:: WHAT IS REQUIRED ::
Identify every line in the records below that contains the word "QuestionAttempt", and reproduce each one.

:: PROVIDED RECORDS ::
==*==

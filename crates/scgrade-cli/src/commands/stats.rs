//! The `scgrade stats` command.

use std::path::PathBuf;

use anyhow::Result;
use comfy_table::{Cell, Table};

use scgrade_core::config::load_config_from;
use scgrade_core::order::Order;
use scgrade_core::statistics::compute_response_stats;

use super::{build_engine, load_question, load_responses};

pub fn execute(
    question_path: PathBuf,
    responses_path: PathBuf,
    order: String,
    format: String,
    config_path: Option<PathBuf>,
) -> Result<()> {
    let config = load_config_from(config_path.as_deref())?;
    let engine = build_engine(&config);
    let mut question = load_question(&question_path, &engine)?;
    question.order = Some(Order::load(&order));

    let responses = load_responses(&responses_path)?;
    let stats = compute_response_stats(&engine, &question, &responses)?;

    if format == "json" {
        println!("{}", serde_json::to_string_pretty(&stats)?);
        return Ok(());
    }

    let mut table = Table::new();
    table.set_header(vec!["Row", "Text", "Correct", "Chosen", "Crossed out", "Rate"]);
    for row in &stats.rows {
        table.add_row(vec![
            Cell::new(&row.row_id),
            Cell::new(&row.text),
            Cell::new(if row.is_correct { "yes" } else { "" }),
            Cell::new(row.selected),
            Cell::new(row.crossed_out),
            Cell::new(format!("{:.1}%", row.selection_rate * 100.0)),
        ]);
    }
    println!("{table}");
    println!(
        "Responses: {} ({} gradable) | correct {} | partial {} | incorrect {} | mean {:.1}%",
        stats.total_responses,
        stats.gradable_responses,
        stats.outcomes.correct,
        stats.outcomes.partially_correct,
        stats.outcomes.incorrect,
        stats.mean_fraction * 100.0
    );

    Ok(())
}
//! The `scgrade grade` command.

use std::path::PathBuf;

use anyhow::Result;
use comfy_table::{Cell, Table};
use rand::rngs::StdRng;
use rand::SeedableRng;

use scgrade_core::attempt::{QuestionAttempt, SubmitOutcome};
use scgrade_core::config::load_config_from;
use scgrade_core::engine::GradingEngine;
use scgrade_core::model::OutcomeState;
use scgrade_core::report::AttemptReport;
use scgrade_core::response::Response;
use scgrade_core::traits::StepData;

use super::{build_engine, load_question, load_responses};

pub struct GradeArgs {
    pub question: PathBuf,
    pub responses: Option<PathBuf>,
    pub inline_responses: Vec<String>,
    pub order: Option<String>,
    pub seed: Option<u64>,
    pub output: Option<PathBuf>,
    pub format: String,
    pub config: Option<PathBuf>,
}

pub fn execute(args: GradeArgs) -> Result<()> {
    anyhow::ensure!(
        args.responses.is_some() || !args.inline_responses.is_empty(),
        "no responses given, use --responses or --response"
    );

    let config = load_config_from(args.config.as_deref())?;
    let engine = build_engine(&config);
    let question = load_question(&args.question, &engine)?;

    let mut tries = match &args.responses {
        Some(path) => load_responses(path)?,
        None => Vec::new(),
    };
    for pairs in &args.inline_responses {
        let response = Response::parse_pairs(pairs)
            .map_err(|e| anyhow::anyhow!("invalid --response '{pairs}': {e}"))?;
        tries.push(response);
    }

    let mut attempt = match (&args.order, args.seed) {
        (Some(order), _) => QuestionAttempt::resume(
            &question,
            StepData::with_order(order.as_str()),
            &question.rows,
            config.staleness_check,
        )?,
        (None, Some(seed)) => QuestionAttempt::start(&question, &mut StdRng::seed_from_u64(seed))?,
        (None, None) => QuestionAttempt::start(&question, &mut rand::thread_rng())?,
    };
    if attempt.edited_question() {
        eprintln!("Warning: the order no longer matched the question and was rebuilt.");
    }

    for (i, response) in tries.into_iter().enumerate() {
        match attempt.submit(&engine, response)? {
            SubmitOutcome::Accepted => {}
            SubmitOutcome::Unchanged => eprintln!("  Try {}: unchanged, skipped", i + 1),
            SubmitOutcome::Invalid { message } => eprintln!("  Try {}: {message}", i + 1),
        }
    }
    if !attempt.responses().is_empty() {
        attempt.grade(&engine)?;
    }

    let report = AttemptReport::from_attempt(&engine, &attempt)?;

    if let Some(path) = &args.output {
        report.save_json(path)?;
        eprintln!("Report saved to: {}", path.display());
    }

    match args.format.as_str() {
        "markdown" | "md" => println!("{}", report.to_markdown()),
        "json" => println!("{}", serde_json::to_string_pretty(&report)?),
        _ => print_text(&report, &attempt, &engine),
    }

    Ok(())
}

fn print_text(report: &AttemptReport, attempt: &QuestionAttempt, engine: &GradingEngine) {
    println!("Order: {}", report.order);

    let mut table = Table::new();
    table.set_header(vec!["Try", "Response", "Fraction", "State"]);
    for t in &report.tries {
        table.add_row(vec![
            Cell::new(t.number),
            Cell::new(&t.summary),
            Cell::new(format!("{:.1}%", t.fraction * 100.0)),
            Cell::new(t.state),
        ]);
    }
    println!("{table}");
    println!("Final grade: {:.1}%", report.final_fraction * 100.0);

    let needs_hint = report
        .tries
        .last()
        .is_some_and(|t| t.state != OutcomeState::Correct);
    if needs_hint {
        if let Some(hint) = attempt.hint(engine, report.tries.len() - 1) {
            println!("Hint: {}", hint.text.to_plain_text());
        }
    }
}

==*==

:: RESPONSE AREA ::
use scgrade_core::attempt::{QuestionAttempt, SubmitOutcome};
        (Some(order), _) => QuestionAttempt::resume(
        (None, Some(seed)) => QuestionAttempt::start(&question, &mut StdRng::seed_from_u64(seed))?,
        (None, None) => QuestionAttempt::start(&question, &mut rand::thread_rng())?,
fn print_text(report: &AttemptReport, attempt: &QuestionAttempt, engine: &GradingEngine) {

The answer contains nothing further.